Tuesday, 31 December 2013

Interim report

Breaking a long standing custom, I notice a book before finishing, 'Population 10 billion' by one Danny Dorling, hitherto unknown to me. Oddly, for a chap who appears to be quite into (self) publicity - see http://www.dannydorling.org/ - and to be quite a lefty, no less than the Halford Mackinder Professor of Geography of the School of Geography and the Environment of the University of Oxford - and these the people who would not make A. J. P. Taylor a prof. because he had been on the box.

The book has a rather irritating style and despite appearing to be organised into 8 straightforward chapters charting the growth of the world's population up to the 10 billion now scheduled for some time around 2100 CE, is in fact a sort of car boot sale of all sorts of stuff which might otherwise be culled over a rather longer period from the pages of the Guardian. Rather like a blog blown up to an unappetising if not unnatural size: perhaps he needed a fiercer editor to inject more discipline and to get the size down from the present 444 or so pages to 333 or so. As it is, I am finding sequential reading difficult and have resorted to dipping - which I would not have thought was the idea. Proper books, for this reader anyway, should tell a coherent story.

All of which is a pity, because the message that I get is both interesting and important: that is to say that the population of the world is not rising exponentially and will probably stabilise at or around 10 billion (up from rather more than 7 now), a level which we can probably cope with if we could only learn how to do something to curb waste & excess and something to make the distribution of food & other goodies a bit fairer than it is now. Or as the great man famously said: 'Jeder nach seinen Fähigkeiten, jedem nach seinen Bedürfnissen!'.

As a former demographer of sorts, I was amused at the amount of time & effort Dorling spends on rubbishing UN demographers, who, it seems, were foolish enough to publish projections several hundred years into the future.

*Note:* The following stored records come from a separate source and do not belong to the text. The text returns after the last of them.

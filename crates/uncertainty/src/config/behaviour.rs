//! Behaviour tree configuration.

use super::predicate::PredicateConfig;
use crate::behaviours::{
    self, Behaviour, Conditional, Delay, DelayPhase, DelaySource, MultiConditional, RandomChoice,
};
use crate::error::{BehaviourError, Result};
use crate::response::ResponseOptions;
use hyper::header::{HeaderName, HeaderValue};
use hyper::{Method, StatusCode};
use serde::{Deserialize, Serialize};
use std::collections::BTreeMap;

/// Declarative behaviour tree, selected by its `type` field.
///
/// ```yaml
/// type: multi_conditional
/// cases:
///   - when: { method: GET }
///     then:
///       type: random_choice
///       choices:
///         - { weight: 9, behaviour: { type: default } }
///         - { weight: 1, behaviour: { type: server_error } }
/// default:
///   type: not_allowed
///   permitted: [GET]
/// ```
#[derive(Debug, Clone, Deserialize, Serialize, PartialEq)]
#[serde(tag = "type", rename_all = "snake_case")]
pub enum BehaviourConfig {
    /// Forward to the downstream handler
    #[serde(alias = "pass_through")]
    Default,
    Ok(ResponseConfig),
    Html(ResponseConfig),
    /// Arbitrary status; `status` is required
    Status(ResponseConfig),
    BadRequest(ResponseConfig),
    Forbidden(ResponseConfig),
    NotAllowed(NotAllowedConfig),
    ServerError(ResponseConfig),
    NotFound(ResponseConfig),
    Json(JsonConfig),
    MalformedJson(ResponseConfig),
    Delay(DelayBehaviourConfig),
    Conditional(ConditionalConfig),
    MultiConditional(MultiConditionalConfig),
    RandomChoice(RandomChoiceConfig),
}

/// Caller options for fixed outcomes.
#[derive(Debug, Clone, Default, Deserialize, Serialize, PartialEq)]
pub struct ResponseConfig {
    #[serde(default, skip_serializing_if = "Option::is_none")]
    pub status: Option<u16>,
    #[serde(default, skip_serializing_if = "Option::is_none")]
    pub body: Option<String>,
    #[serde(default, skip_serializing_if = "Option::is_none")]
    pub content_type: Option<String>,
    #[serde(default, skip_serializing_if = "BTreeMap::is_empty")]
    pub headers: BTreeMap<String, String>,
}

#[derive(Debug, Clone, Default, Deserialize, Serialize, PartialEq)]
pub struct NotAllowedConfig {
    #[serde(default)]
    pub permitted: Vec<String>,
    #[serde(flatten)]
    pub response: ResponseConfig,
}

#[derive(Debug, Clone, Deserialize, Serialize, PartialEq)]
pub struct JsonConfig {
    pub value: serde_json::Value,
    #[serde(flatten)]
    pub response: ResponseConfig,
}

/// Delay length: seconds, `{min, max}`, `{query, default}` or `{header, default}`.
#[derive(Debug, Clone, Deserialize, Serialize, PartialEq)]
#[serde(untagged)]
pub enum DelayConfig {
    Seconds(f64),
    Uniform {
        min: f64,
        max: f64,
    },
    Query {
        query: String,
        #[serde(default)]
        default: f64,
    },
    Header {
        header: String,
        #[serde(default)]
        default: f64,
    },
}

#[derive(Debug, Clone, Copy, Default, Deserialize, Serialize, PartialEq, Eq)]
#[serde(rename_all = "snake_case")]
pub enum PhaseConfig {
    #[default]
    Before,
    After,
}

#[derive(Debug, Clone, Deserialize, Serialize, PartialEq)]
pub struct DelayBehaviourConfig {
    pub seconds: DelayConfig,
    #[serde(default)]
    pub phase: PhaseConfig,
    /// Wrapped behaviour; pass-through when omitted
    #[serde(default, skip_serializing_if = "Option::is_none")]
    pub behaviour: Option<Box<BehaviourConfig>>,
}

#[derive(Debug, Clone, Deserialize, Serialize, PartialEq)]
pub struct ConditionalConfig {
    pub when: PredicateConfig,
    pub then: Box<BehaviourConfig>,
    #[serde(default, rename = "else", skip_serializing_if = "Option::is_none")]
    pub otherwise: Option<Box<BehaviourConfig>>,
}

#[derive(Debug, Clone, Deserialize, Serialize, PartialEq)]
pub struct CaseConfig {
    pub when: PredicateConfig,
    pub then: BehaviourConfig,
}

#[derive(Debug, Clone, Deserialize, Serialize, PartialEq)]
pub struct MultiConditionalConfig {
    pub cases: Vec<CaseConfig>,
    #[serde(default, skip_serializing_if = "Option::is_none")]
    pub default: Option<Box<BehaviourConfig>>,
}

#[derive(Debug, Clone, Deserialize, Serialize, PartialEq)]
pub struct ChoiceConfig {
    pub weight: f64,
    pub behaviour: BehaviourConfig,
}

#[derive(Debug, Clone, Deserialize, Serialize, PartialEq)]
pub struct RandomChoiceConfig {
    pub choices: Vec<ChoiceConfig>,
}

impl ResponseConfig {
    pub fn to_options(&self) -> Result<ResponseOptions> {
        let mut options = ResponseOptions::new();
        if let Some(code) = self.status {
            let status = StatusCode::from_u16(code).map_err(|_| {
                BehaviourError::configuration(format!("Invalid status code {code}"))
            })?;
            options = options.status(status);
        }
        if let Some(body) = &self.body {
            options = options.body(body.clone());
        }
        if let Some(content_type) = &self.content_type {
            HeaderValue::from_str(content_type).map_err(|e| {
                BehaviourError::configuration(format!("Invalid content type '{content_type}': {e}"))
            })?;
            options = options.content_type(content_type.clone());
        }
        for (name, value) in &self.headers {
            HeaderName::try_from(name.as_str()).map_err(|e| {
                BehaviourError::configuration(format!("Invalid header name '{name}': {e}"))
            })?;
            HeaderValue::from_str(value).map_err(|e| {
                BehaviourError::configuration(format!("Invalid value for header '{name}': {e}"))
            })?;
            options = options.header(name, value.clone());
        }
        Ok(options)
    }
}

fn finite_seconds(field: &str, seconds: f64) -> Result<f64> {
    if seconds.is_finite() {
        Ok(seconds)
    } else {
        Err(BehaviourError::configuration(format!(
            "Delay {field} must be a finite number of seconds, got {seconds}"
        )))
    }
}

impl DelayConfig {
    pub fn to_source(&self) -> Result<DelaySource> {
        let source = match self {
            DelayConfig::Seconds(seconds) => {
                DelaySource::Fixed(finite_seconds("seconds", *seconds)?)
            }
            DelayConfig::Uniform { min, max } => {
                let min = finite_seconds("min", *min)?;
                let max = finite_seconds("max", *max)?;
                if min > max {
                    return Err(BehaviourError::configuration(format!(
                        "Delay min ({min}) is greater than max ({max})"
                    )));
                }
                DelaySource::Uniform { min, max }
            }
            DelayConfig::Query { query, default } => DelaySource::Query {
                param: query.clone(),
                default: finite_seconds("default", *default)?,
            },
            DelayConfig::Header { header, default } => DelaySource::Header {
                name: HeaderName::try_from(header.as_str()).map_err(|e| {
                    BehaviourError::configuration(format!("Invalid header name '{header}': {e}"))
                })?,
                default: finite_seconds("default", *default)?,
            },
        };
        Ok(source)
    }
}

impl BehaviourConfig {
    /// Compile the configuration into a behaviour tree.
    ///
    /// All validation (weights, delay bounds, status codes, regexes, header
    /// names and values) happens
    /// here so that a tree that builds cannot fail for configuration reasons
    /// at request time.
    pub fn build(&self) -> Result<Behaviour> {
        let behaviour = match self {
            BehaviourConfig::Default => behaviours::default(),
            BehaviourConfig::Ok(response) => behaviours::ok(response.to_options()?),
            BehaviourConfig::Html(response) => behaviours::html(response.to_options()?),
            BehaviourConfig::Status(response) => {
                let options = response.to_options()?;
                let code = options.status.ok_or_else(|| {
                    BehaviourError::configuration("'status' behaviour requires a status code")
                })?;
                behaviours::status(code, options)
            }
            BehaviourConfig::BadRequest(response) => behaviours::bad_request(response.to_options()?),
            BehaviourConfig::Forbidden(response) => behaviours::forbidden(response.to_options()?),
            BehaviourConfig::NotAllowed(config) => {
                let permitted = config
                    .permitted
                    .iter()
                    .map(|m| {
                        Method::from_bytes(m.to_ascii_uppercase().as_bytes()).map_err(|_| {
                            BehaviourError::configuration(format!("Invalid HTTP method '{m}'"))
                        })
                    })
                    .collect::<Result<Vec<_>>>()?;
                behaviours::not_allowed(&permitted, config.response.to_options()?)
            }
            BehaviourConfig::ServerError(response) => {
                behaviours::server_error(response.to_options()?)
            }
            BehaviourConfig::NotFound(response) => behaviours::not_found(response.to_options()?),
            BehaviourConfig::Json(config) => {
                behaviours::json(config.value.clone(), config.response.to_options()?)
            }
            BehaviourConfig::MalformedJson(response) => {
                behaviours::malformed_json(response.to_options()?)
            }
            BehaviourConfig::Delay(config) => {
                let inner = match &config.behaviour {
                    Some(inner) => inner.build()?,
                    None => behaviours::default(),
                };
                let phase = match config.phase {
                    PhaseConfig::Before => DelayPhase::BeforeResponse,
                    PhaseConfig::After => DelayPhase::AfterResponse,
                };
                Delay::new(inner, config.seconds.to_source()?, phase).into()
            }
            BehaviourConfig::Conditional(config) => {
                let otherwise = match &config.otherwise {
                    Some(otherwise) => otherwise.build()?,
                    None => behaviours::default(),
                };
                Conditional::shared(config.when.build()?, config.then.build()?, otherwise).into()
            }
            BehaviourConfig::MultiConditional(config) => {
                let mut multi = MultiConditional::new();
                for case in &config.cases {
                    multi = multi.shared_case(case.when.build()?, case.then.build()?);
                }
                if let Some(default) = &config.default {
                    multi = multi.otherwise(default.build()?);
                }
                multi.into()
            }
            BehaviourConfig::RandomChoice(config) => {
                let choices = config
                    .choices
                    .iter()
                    .map(|choice| -> Result<(f64, Behaviour)> {
                        Ok((choice.weight, choice.behaviour.build()?))
                    })
                    .collect::<Result<Vec<_>>>()?;
                RandomChoice::new(choices)?.into()
            }
        };
        Ok(behaviour)
    }
}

He also spends a lot of time & effort on various topics peripheral to the population theme, as I said before, a regular car-boot sale of a book. But apart from finding it hard to read, I am suspicious; a book that skates over so much ground is probably skating on thin ice. The chatty style does not give one confidence that the chap has spent quality time checking all his facts; reliable enough to use in the pub, but I am not sure that they are reliable enough to use in the formulation of policy.

PS 1: while writing the foregoing I became curious about how much a Halford Mackinder Professor of Geography of the School of Geography and the Environment of the University of Oxford might earn, but I failed to find out, beyond establishing that it is probably rather less than £100,000 and a lot less than the £250,000 and more which university vice chancellors award themselves these days. On the other hand, the royalties on books are probably to be added on, with no rules about not making money out of research and writing done while on the public payroll. In any event, some way above the median wage. Maybe even what used to be called a champagne lefty.

PS 2: is he any relation of the now retired Christopher Dorling, the now retired co-founder of DK books, now swallowed up in Pearson? See 3rd November.